Top of Record excerpts

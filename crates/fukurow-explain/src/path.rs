//! Query targets and justification paths

use crate::error::{ExplainError, ExplainResult};
use fukurow_core::model::{vocabulary, Axiom, AxiomKind, ClassExpression, Individual, OwlIri, PropertyExpression};
use serde::{Deserialize, Serialize};
use std::collections::HashSet;
use std::fmt;

/// Statement whose entailment is being explained
#[derive(Debug, Clone, PartialEq, Eq, Hash, Serialize, Deserialize)]
pub enum QueryTarget {
    /// `individual rdf:type class`
    ClassMembership { individual: Individual, class: OwlIri },
    /// `subject property object`
    PropertyAssertion { subject: Individual, property: OwlIri, object: Individual },
}

impl QueryTarget {
    pub fn class_membership(individual: &Individual, class: &OwlIri) -> Self {
        QueryTarget::ClassMembership { individual: individual.clone(), class: class.clone() }
    }

    pub fn property_assertion(subject: &Individual, property: &OwlIri, object: &Individual) -> Self {
        QueryTarget::PropertyAssertion {
            subject: subject.clone(),
            property: property.clone(),
            object: object.clone(),
        }
    }

    /// Target for a fact statement. Inverse property assertions are turned
    /// around onto the named property.
    pub fn from_axiom(axiom: &Axiom) -> ExplainResult<Self> {
        match axiom.normalized() {
            Axiom::ClassAssertion(ClassExpression::Named(class), individual) => {
                Ok(QueryTarget::ClassMembership { individual, class })
            }
            Axiom::ObjectPropertyAssertion(PropertyExpression::ObjectProperty(property), subject, object) => {
                Ok(QueryTarget::PropertyAssertion { subject, property, object })
            }
            _ => Err(ExplainError::UnsupportedTarget(fukurow_core::format::axiom(axiom))),
        }
    }

    pub fn to_axiom(&self) -> Axiom {
        match self {
            QueryTarget::ClassMembership { individual, class } => Axiom::class_assertion(class, individual),
            QueryTarget::PropertyAssertion { subject, property, object } => {
                Axiom::property_assertion(property, subject, object)
            }
        }
    }

    /// `(subject, predicate, object)` over short forms, `rdf:type` for memberships
    pub fn triple(&self) -> (String, String, String) {
        match self {
            QueryTarget::ClassMembership { individual, class } => (
                individual.short_form().to_string(),
                vocabulary::RDF_TYPE_SHORT.to_string(),
                class.short_form().to_string(),
            ),
            QueryTarget::PropertyAssertion { subject, property, object } => (
                subject.short_form().to_string(),
                property.short_form().to_string(),
                object.short_form().to_string(),
            ),
        }
    }

    /// Triple key `subject|predicate|object` over short forms
    pub fn key(&self) -> String {
        let (s, p, o) = self.triple();
        format!("{}|{}|{}", s, p, o)
    }

    /// Collision-free key over full IRIs
    pub fn cache_key(&self) -> String {
        match self {
            QueryTarget::ClassMembership { individual, class } => {
                format!("{}|{}|{}", individual, vocabulary::RDF_TYPE, class)
            }
            QueryTarget::PropertyAssertion { subject, property, object } => {
                format!("{}|{}|{}", subject, property, object)
            }
        }
    }

    pub fn is_class_membership(&self) -> bool {
        matches!(self, QueryTarget::ClassMembership { .. })
    }
}

impl fmt::Display for QueryTarget {
    fn fmt(&self, f: &mut fmt::Formatter<'_>) -> fmt::Result {
        f.write_str(&fukurow_core::format::axiom(&self.to_axiom()))
    }
}

/// Reasoning pattern a path exercises
#[derive(Debug, Clone, Copy, PartialEq, Eq, Hash, Ord, PartialOrd, Serialize, Deserialize)]
#[serde(rename_all = "SCREAMING_SNAKE_CASE")]
pub enum ReasoningType {
    DirectAssertion,
    Subsumption,
    #[serde(rename = "SUBPROPERTY")]
    SubProperty,
    EquivalentClass,
    EquivalentProperty,
    DomainRange,
    TransitiveProperty,
    SymmetricProperty,
    InverseProperty,
    FunctionalProperty,
    PropertyChain,
    DisjointClass,
    Existential,
    Universal,
    Intersection,
    Union,
    Complement,
    Cardinality,
    ReflexiveProperty,
    AsymmetricProperty,
    IrreflexiveProperty,
    /// Fallback path whose statements carry no schema category
    OracleNative,
}

impl ReasoningType {
    /// Upper-snake name, as used in dedup signatures
    pub fn name(&self) -> &'static str {
        match self {
            ReasoningType::DirectAssertion => "DIRECT_ASSERTION",
            ReasoningType::Subsumption => "SUBSUMPTION",
            ReasoningType::SubProperty => "SUBPROPERTY",
            ReasoningType::EquivalentClass => "EQUIVALENT_CLASS",
            ReasoningType::EquivalentProperty => "EQUIVALENT_PROPERTY",
            ReasoningType::DomainRange => "DOMAIN_RANGE",
            ReasoningType::TransitiveProperty => "TRANSITIVE_PROPERTY",
            ReasoningType::SymmetricProperty => "SYMMETRIC_PROPERTY",
            ReasoningType::InverseProperty => "INVERSE_PROPERTY",
            ReasoningType::FunctionalProperty => "FUNCTIONAL_PROPERTY",
            ReasoningType::PropertyChain => "PROPERTY_CHAIN",
            ReasoningType::DisjointClass => "DISJOINT_CLASS",
            ReasoningType::Existential => "EXISTENTIAL",
            ReasoningType::Universal => "UNIVERSAL",
            ReasoningType::Intersection => "INTERSECTION",
            ReasoningType::Union => "UNION",
            ReasoningType::Complement => "COMPLEMENT",
            ReasoningType::Cardinality => "CARDINALITY",
            ReasoningType::ReflexiveProperty => "REFLEXIVE_PROPERTY",
            ReasoningType::AsymmetricProperty => "ASYMMETRIC_PROPERTY",
            ReasoningType::IrreflexiveProperty => "IRREFLEXIVE_PROPERTY",
            ReasoningType::OracleNative => "ORACLE_NATIVE",
        }
    }

    pub fn display_name(&self) -> &'static str {
        match self {
            ReasoningType::DirectAssertion => "Direct Assertion",
            ReasoningType::Subsumption => "Subsumption",
            ReasoningType::SubProperty => "Subproperty",
            ReasoningType::EquivalentClass => "Equivalent Class",
            ReasoningType::EquivalentProperty => "Equivalent Property",
            ReasoningType::DomainRange => "Domain/Range",
            ReasoningType::TransitiveProperty => "Transitive Property",
            ReasoningType::SymmetricProperty => "Symmetric Property",
            ReasoningType::InverseProperty => "Inverse Property",
            ReasoningType::FunctionalProperty => "Functional Property",
            ReasoningType::PropertyChain => "Property Chain",
            ReasoningType::DisjointClass => "Disjoint Class",
            ReasoningType::Existential => "Existential",
            ReasoningType::Universal => "Universal",
            ReasoningType::Intersection => "Intersection",
            ReasoningType::Union => "Union",
            ReasoningType::Complement => "Complement",
            ReasoningType::Cardinality => "Cardinality",
            ReasoningType::ReflexiveProperty => "Reflexive Property",
            ReasoningType::AsymmetricProperty => "Asymmetric Property",
            ReasoningType::IrreflexiveProperty => "Irreflexive Property",
            ReasoningType::OracleNative => "Oracle Native",
        }
    }

    /// Category of a schema statement kind; `None` for facts
    pub fn from_kind(kind: AxiomKind) -> Option<ReasoningType> {
        let reasoning_type = match kind {
            AxiomKind::ClassAssertion | AxiomKind::PropertyAssertion => return None,
            AxiomKind::SubClassOf => ReasoningType::Subsumption,
            AxiomKind::SubPropertyOf => ReasoningType::SubProperty,
            AxiomKind::EquivalentClasses => ReasoningType::EquivalentClass,
            AxiomKind::EquivalentProperties => ReasoningType::EquivalentProperty,
            AxiomKind::DisjointClasses => ReasoningType::DisjointClass,
            AxiomKind::Domain | AxiomKind::Range => ReasoningType::DomainRange,
            AxiomKind::Transitive => ReasoningType::TransitiveProperty,
            AxiomKind::Symmetric => ReasoningType::SymmetricProperty,
            AxiomKind::Asymmetric => ReasoningType::AsymmetricProperty,
            AxiomKind::Reflexive => ReasoningType::ReflexiveProperty,
            AxiomKind::Irreflexive => ReasoningType::IrreflexiveProperty,
            AxiomKind::Functional | AxiomKind::InverseFunctional => ReasoningType::FunctionalProperty,
            AxiomKind::InverseProperties => ReasoningType::InverseProperty,
            AxiomKind::PropertyChain => ReasoningType::PropertyChain,
            AxiomKind::IntersectionOf => ReasoningType::Intersection,
            AxiomKind::UnionOf => ReasoningType::Union,
            AxiomKind::ComplementOf => ReasoningType::Complement,
            AxiomKind::SomeValuesFrom => ReasoningType::Existential,
            AxiomKind::AllValuesFrom => ReasoningType::Universal,
            AxiomKind::Cardinality => ReasoningType::Cardinality,
        };
        Some(reasoning_type)
    }
}

impl fmt::Display for ReasoningType {
    fn fmt(&self, f: &mut fmt::Formatter<'_>) -> fmt::Result {
        f.write_str(self.display_name())
    }
}

/// A set of statements that together explain one target
#[derive(Debug, Clone, PartialEq, Eq, Serialize, Deserialize)]
pub struct JustificationPath {
    axioms: Vec<Axiom>,
    description: String,
    reasoning_type: ReasoningType,
    inferred: bool,
    justifications: Vec<String>,
    strategy: String,
}

impl JustificationPath {
    /// Inferred path; repeated statements (by normalized content) are dropped,
    /// keeping first occurrence order. Justification strings follow the kept
    /// statements one to one.
    pub fn new(
        axioms: Vec<Axiom>,
        description: impl Into<String>,
        reasoning_type: ReasoningType,
        strategy: &str,
    ) -> Self {
        let mut seen = HashSet::new();
        let axioms: Vec<Axiom> = axioms.into_iter().filter(|ax| seen.insert(ax.normalized())).collect();
        let justifications = axioms.iter().map(fukurow_core::format::axiom).collect();
        Self {
            axioms,
            description: description.into(),
            reasoning_type,
            inferred: true,
            justifications,
            strategy: strategy.to_string(),
        }
    }

    /// The canonical single-statement path for an asserted target
    pub fn direct(axiom: Axiom, strategy: &str) -> Self {
        let description = match axiom {
            Axiom::ClassAssertion(..) => "Direct class assertion found in ontology",
            _ => "Direct property assertion",
        };
        Self::new(vec![axiom], description, ReasoningType::DirectAssertion, strategy).with_inferred(false)
    }

    pub fn with_inferred(mut self, inferred: bool) -> Self {
        self.inferred = inferred;
        self
    }

    pub fn axioms(&self) -> &[Axiom] {
        &self.axioms
    }

    pub fn description(&self) -> &str {
        &self.description
    }

    pub fn reasoning_type(&self) -> ReasoningType {
        self.reasoning_type
    }

    pub fn is_inferred(&self) -> bool {
        self.inferred
    }

    pub fn justifications(&self) -> &[String] {
        &self.justifications
    }

    pub fn strategy(&self) -> &str {
        &self.strategy
    }

    /// Number of distinct statements
    pub fn complexity(&self) -> usize {
        self.axioms.len()
    }

    pub fn is_empty(&self) -> bool {
        self.axioms.is_empty()
    }

    pub fn schema_axioms(&self) -> impl Iterator<Item = &Axiom> {
        self.axioms.iter().filter(|ax| ax.is_schema())
    }

    pub fn formatted_axioms(&self) -> Vec<String> {
        self.axioms.iter().map(fukurow_core::format::axiom).collect()
    }
}

impl fmt::Display for JustificationPath {
    fn fmt(&self, f: &mut fmt::Formatter<'_>) -> fmt::Result {
        write!(f, "[{}] {} ({} statements)", self.reasoning_type, self.description, self.complexity())
    }
}

#[cfg(test)]
mod tests {
    use super::*;

    fn iri(name: &str) -> OwlIri {
        OwlIri::new(format!("http://example.org/family#{}", name))
    }

    fn ind(name: &str) -> Individual {
        Individual(iri(name))
    }

    #[test]
    fn test_target_keys() {
        let target = QueryTarget::class_membership(&ind("john"), &iri("Person"));
        assert_eq!(target.key(), "john|rdf:type|Person");
        assert!(target.cache_key().contains("22-rdf-syntax-ns#type"));

        let edge = QueryTarget::property_assertion(&ind("a"), &iri("isAncestorOf"), &ind("c"));
        assert_eq!(edge.key(), "a|isAncestorOf|c");
        assert_eq!(edge.to_string(), "a isAncestorOf c");
    }

    #[test]
    fn test_target_from_inverse_assertion() {
        let axiom = Axiom::ObjectPropertyAssertion(
            PropertyExpression::inverse_of(PropertyExpression::ObjectProperty(iri("hasParent"))),
            ind("john"),
            ind("bob"),
        );
        let target = QueryTarget::from_axiom(&axiom).unwrap();
        assert_eq!(target, QueryTarget::property_assertion(&ind("bob"), &iri("hasParent"), &ind("john")));

        let schema = Axiom::subclass(&iri("Man"), &iri("Person"));
        assert!(matches!(QueryTarget::from_axiom(&schema), Err(ExplainError::UnsupportedTarget(_))));
    }

    #[test]
    fn test_path_drops_repeated_statements() {
        let sub = Axiom::subclass(&iri("Man"), &iri("Person"));
        let path = JustificationPath::new(
            vec![sub.clone(), Axiom::class_assertion(&iri("Man"), &ind("john")), sub],
            "Subclass reasoning: Man ⊑ Person (1 steps)",
            ReasoningType::Subsumption,
            "class_hierarchy",
        );
        assert_eq!(path.complexity(), 2);
        assert!(path.is_inferred());
        assert_eq!(path.schema_axioms().count(), 1);
        assert_eq!(path.justifications(), ["Man SubClassOf Person".to_string(), "john rdf:type Man".to_string()]);
    }

    #[test]
    fn test_direct_path() {
        let path = JustificationPath::direct(Axiom::class_assertion(&iri("Man"), &ind("john")), "direct");
        assert!(!path.is_inferred());
        assert_eq!(path.complexity(), 1);
        assert_eq!(path.reasoning_type(), ReasoningType::DirectAssertion);
        assert_eq!(path.justifications(), ["john rdf:type Man".to_string()]);
    }

    #[test]
    fn test_reasoning_type_serializes_upper_snake() {
        let json = serde_json::to_string(&ReasoningType::TransitiveProperty).unwrap();
        assert_eq!(json, "\"TRANSITIVE_PROPERTY\"");
        assert_eq!(ReasoningType::from_kind(AxiomKind::Range), Some(ReasoningType::DomainRange));
        assert_eq!(ReasoningType::from_kind(AxiomKind::ClassAssertion), None);
    }
}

Bottom of Record excerpts

→ **Aim of the task**
What lines in the material include the string "EquivalentClass"? Pull each one out.

→ **Answer to the exercise**
    EquivalentClass,
            ReasoningType::EquivalentClass => "EQUIVALENT_CLASS",
            ReasoningType::EquivalentClass => "Equivalent Class",
            AxiomKind::EquivalentClasses => ReasoningType::EquivalentClass,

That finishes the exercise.